The tension between how women’s sports are being covered and how they perhaps should be covered bubbled over in last night’s post-game press conference following the Boston Fleet/Montréal Victoire matchup at TD Garden. The game had been played in front of a sold out crowd, a huge milestone for the Fleet and definitely a huge moment for the players. The game was also a matchup between the two best teams in the PWHL, with perhaps the two best goalies in the world.
The first three questions for Fleet players Megan Keller and Aerin Frankel were variations on the same question:
“Also kind of redundant, but what do you think young players can learn from the game tonight and the entire PWHL as a whole?”
“What does playing in a venue like TD Garden say about the growth of the PWHL?”
“A little redundant, but just being here and seeing the young girls with the signs, the older women who never thought they would get to see women’s sports celebrated like this—how much does a night like tonight remind you that what you’re doing is bigger than just hockey?”
At first, I thought they were exaggerating. Anyway, go read the whole post. It’s more complicated than you might think from the first slide.
We often do things for multiple motives, and surely it’s not so bad if one of those motives is to help others. I’m proud of my academic achievements and the things I’ve done in my career, but I’m also happy when young women undergraduates say they find my career inspiring. But I don’t do them to be a good role model–that’s just a side-effect of what I do. And at first, that’s how I felt about women athletes inspiring young girls to stick with sports. It’s not why they do it, but it’s a good thing that young girls are inspired.
And then I saw this post,
https://www.instagram.com/reels/DW9AsbCjoBC

And I began to think that women’s fitness and sports and motivation is more complicated. In the case of serious women athletes, there’s the young girls and inspiring the next generation narrative. In the case of everyday exercisers and regular women who work out, there’s the narrative about working out because it’s better for our families if we’re fit.
I thought, well, actually, what if I am exercising for me, so I can do the things I love. Is that so selfish? Is it so wrong to care about my future for me?
I’ve never thought that I should work out so my kids can look after themselves and not worry about taking care of me.
I exercise for me — so I can do the things I love, feel strong, feel capable, feel alive in my body. Not to be a good role model. Not to inspire the next generation. And definitely not so I won’t be a burden.

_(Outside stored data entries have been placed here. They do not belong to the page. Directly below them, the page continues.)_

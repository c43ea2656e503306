use std::collections::BTreeMap;

use chrono::{DateTime, NaiveDate, Utc};
use sea_orm::{ConnectionTrait, FromQueryResult, QueryFilter, QuerySelect, Statement, prelude::*};
use serde::{Deserialize, Serialize};

use crate::{
    OrderStatus, PaymentStatus, Period, ResultEngine, SettlementKind, SettlementStatus, orders,
    payments, refunds,
};

use super::{Engine, keyed_sum_count};

const ORDER_TYPE_SQL: &str = "SELECT order_type AS key, \
            COALESCE(SUM(actual_amount_minor), 0) AS total, \
            COUNT(id) AS items \
     FROM orders \
     WHERE status = ? AND completed_at >= ? AND completed_at < ? \
     GROUP BY order_type \
     ORDER BY total DESC, key";

const SETTLEMENT_STATS_SQL: &str = "SELECT kind, status, \
            COALESCE(SUM(actual_amount_minor), 0) AS total, \
            COUNT(id) AS items \
     FROM settlements \
     GROUP BY kind, status";

#[derive(Clone, Debug, PartialEq, Eq, Serialize, Deserialize)]
pub struct DailyRevenue {
    pub date: NaiveDate,
    pub revenue_minor: i64,
    pub order_count: i64,
    pub refund_minor: i64,
}

#[derive(Clone, Debug, PartialEq, Eq, Serialize, Deserialize)]
pub struct DailyRefund {
    pub date: NaiveDate,
    pub amount_minor: i64,
    pub count: i64,
}

#[derive(Clone, Debug, PartialEq, Eq, Serialize, Deserialize)]
pub struct OrderTypeRevenue {
    pub order_type: String,
    pub revenue_minor: i64,
    pub order_count: i64,
}

#[derive(Clone, Debug, PartialEq, Serialize, Deserialize)]
pub struct ChannelShare {
    pub channel: String,
    pub amount_minor: i64,
    pub count: i64,
    /// Share of the total successful amount, in percent with two decimals.
    pub percentage: f64,
}

#[derive(Clone, Copy, Debug, Default, PartialEq, Eq, Serialize, Deserialize)]
pub struct SettlementKindStats {
    pub pending_count: i64,
    pub pending_amount_minor: i64,
    pub completed_count: i64,
    pub completed_amount_minor: i64,
}

#[derive(Clone, Copy, Debug, Default, PartialEq, Eq, Serialize, Deserialize)]
pub struct SettlementStats {
    pub merchant: SettlementKindStats,
    pub distributor: SettlementKindStats,
}

#[derive(Debug, FromQueryResult)]
struct KindStatusRow {
    kind: String,
    status: String,
    total: i64,
    items: i64,
}

#[derive(Clone, Copy, Debug, Default)]
struct DayTotals {
    revenue: i64,
    orders: i64,
    refund: i64,
    refunds: i64,
}

/// `part / total` in percent, rounded to two decimals; 0 when `total` is 0.
fn percentage(part: i64, total: i64) -> f64 {
    if total == 0 {
        return 0.0;
    }
    (part as f64 * 10_000.0 / total as f64).round() / 100.0
}

fn bucket_by_day(
    rows: Vec<(Option<DateTime<Utc>>, i64)>,
    buckets: &mut BTreeMap<NaiveDate, DayTotals>,
    add: impl Fn(&mut DayTotals, i64),
) {
    for (at, amount) in rows {
        if let Some(at) = at {
            add(buckets.entry(at.date_naive()).or_default(), amount);
        }
    }
}

impl Engine {
    /// One row per day of `[start, end]`: completed-order revenue bucketed
    /// on `completed_at`, and successful refunds bucketed on `refunded_at`.
    /// Days without activity are zero rows.
    pub async fn revenue_by_day(
        &self,
        start: NaiveDate,
        end: NaiveDate,
    ) -> ResultEngine<Vec<DailyRevenue>> {
        let period = Period::for_report(start, end)?;
        let mut buckets = BTreeMap::new();

        bucket_by_day(
            self.completed_order_amounts(period).await?,
            &mut buckets,
            |day, amount| {
                day.revenue += amount;
                day.orders += 1;
            },
        );
        bucket_by_day(
            self.successful_refund_amounts(period).await?,
            &mut buckets,
            |day, amount| {
                day.refund += amount;
                day.refunds += 1;
            },
        );

        Ok(period
            .densify(&buckets)
            .into_iter()
            .map(|(date, day)| DailyRevenue {
                date,
                revenue_minor: day.revenue,
                order_count: day.orders,
                refund_minor: day.refund,
            })
            .collect())
    }

    /// One row per day of `[start, end]` with the successful refunds.
    pub async fn refund_by_day(
        &self,
        start: NaiveDate,
        end: NaiveDate,
    ) -> ResultEngine<Vec<DailyRefund>> {
        let period = Period::for_report(start, end)?;
        let mut buckets = BTreeMap::new();
        bucket_by_day(
            self.successful_refund_amounts(period).await?,
            &mut buckets,
            |day, amount| {
                day.refund += amount;
                day.refunds += 1;
            },
        );

        Ok(period
            .densify(&buckets)
            .into_iter()
            .map(|(date, day)| DailyRefund {
                date,
                amount_minor: day.refund,
                count: day.refunds,
            })
            .collect())
    }

    /// Completed-order revenue per order type, largest first.
    pub async fn revenue_by_order_type(
        &self,
        start: NaiveDate,
        end: NaiveDate,
    ) -> ResultEngine<Vec<OrderTypeRevenue>> {
        let period = Period::new(start, end)?;
        let rows = keyed_sum_count(
            &self.database,
            ORDER_TYPE_SQL,
            vec![
                OrderStatus::Completed.as_str().into(),
                period.lower_bound().into(),
                period.upper_bound().into(),
            ],
        )
        .await?;

        Ok(rows
            .into_iter()
            .map(|row| OrderTypeRevenue {
                order_type: row.key,
                revenue_minor: row.total,
                order_count: row.items,
            })
            .collect())
    }

    /// Successful payments per channel, with each channel's share of the
    /// total.
    pub async fn payment_channel_breakdown(
        &self,
        start: NaiveDate,
        end: NaiveDate,
    ) -> ResultEngine<Vec<ChannelShare>> {
        let period = Period::new(start, end)?;
        let mut rows: Vec<(String, i64, i64)> = payments::Entity::find()
            .select_only()
            .column(payments::Column::Channel)
            .column_as(payments::Column::AmountMinor.sum(), "total")
            .column_as(payments::Column::Id.count(), "items")
            .filter(payments::Column::Status.eq(PaymentStatus::Success.as_str()))
            .filter(payments::Column::PaidAt.gte(period.lower_bound()))
            .filter(payments::Column::PaidAt.lt(period.upper_bound()))
            .group_by(payments::Column::Channel)
            .into_tuple()
            .all(&self.database)
            .await?;
        rows.sort_by(|a, b| b.1.cmp(&a.1).then_with(|| a.0.cmp(&b.0)));

        let total: i64 = rows.iter().map(|(_, amount, _)| amount).sum();
        Ok(rows
            .into_iter()
            .map(|(channel, amount_minor, count)| ChannelShare {
                percentage: percentage(amount_minor, total),
                channel,
                amount_minor,
                count,
            })
            .collect())
    }

    /// Pending and completed settlement counts and payout amounts per kind.
    pub async fn settlement_stats(&self) -> ResultEngine<SettlementStats> {
        let stmt = Statement::from_sql_and_values(
            self.database.get_database_backend(),
            SETTLEMENT_STATS_SQL,
            Vec::<sea_orm::Value>::new(),
        );
        let rows = KindStatusRow::find_by_statement(stmt)
            .all(&self.database)
            .await?;

        let mut stats = SettlementStats::default();
        for row in rows {
            let entry = match SettlementKind::try_from(row.kind.as_str())? {
                SettlementKind::Merchant => &mut stats.merchant,
                SettlementKind::Distributor => &mut stats.distributor,
            };
            match SettlementStatus::try_from(row.status.as_str())? {
                SettlementStatus::Pending => {
                    entry.pending_count += row.items;
                    entry.pending_amount_minor += row.total;
                }
                SettlementStatus::Completed => {
                    entry.completed_count += row.items;
                    entry.completed_amount_minor += row.total;
                }
                // transient inside a transaction
                SettlementStatus::Processing => {}
            }
        }
        Ok(stats)
    }

    async fn completed_order_amounts(
        &self,
        period: Period,
    ) -> ResultEngine<Vec<(Option<DateTime<Utc>>, i64)>> {
        Ok(orders::Entity::find()
            .select_only()
            .column(orders::Column::CompletedAt)
            .column(orders::Column::ActualAmountMinor)
            .filter(orders::Column::Status.eq(OrderStatus::Completed.as_str()))
            .filter(orders::Column::CompletedAt.gte(period.lower_bound()))
            .filter(orders::Column::CompletedAt.lt(period.upper_bound()))
            .into_tuple()
            .all(&self.database)
            .await?)
    }

    async fn successful_refund_amounts(
        &self,
        period: Period,
    ) -> ResultEngine<Vec<(Option<DateTime<Utc>>, i64)>> {
        Ok(refunds::Entity::find()
            .select_only()
            .column(refunds::Column::RefundedAt)
            .column(refunds::Column::AmountMinor)
            .filter(refunds::Column::Status.eq(PaymentStatus::Success.as_str()))
            .filter(refunds::Column::RefundedAt.gte(period.lower_bound()))
            .filter(refunds::Column::RefundedAt.lt(period.upper_bound()))
            .into_tuple()
            .all(&self.database)
            .await?)
    }
}

#[cfg(test)]
mod tests {
    use super::*;

    #[test]
    fn percentage_rounds_to_two_decimals() {
        assert_eq!(percentage(1, 3), 33.33);
        assert_eq!(percentage(2, 3), 66.67);
        assert_eq!(percentage(5, 5), 100.0);
    }

    #[test]
    fn percentage_of_nothing_is_zero() {
        assert_eq!(percentage(0, 0), 0.0);
    }
}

That last one deserves a closer look, because it comes up constantly in women’s fitness motivation, and it bothers me more than the little-girls framing does. At least “inspire the next generation” is positive and other-directed in a way that’s generous. “Stay fit so you don’t burden your family” quietly tells women our own well-being doesn’t count on its own terms. You’re allowed to care about your health — but only instrumentally, only in service of others, only so you don’t inconvenience anyone. It smuggles in a moral hierarchy where women’s needs are legitimate only when they’re actually someone else’s needs in disguise.
And as I’ve written before, it’s also bad reasoning. See What does 74 look like? And how much choice do we have really? and FFS, I don’t deserve my health.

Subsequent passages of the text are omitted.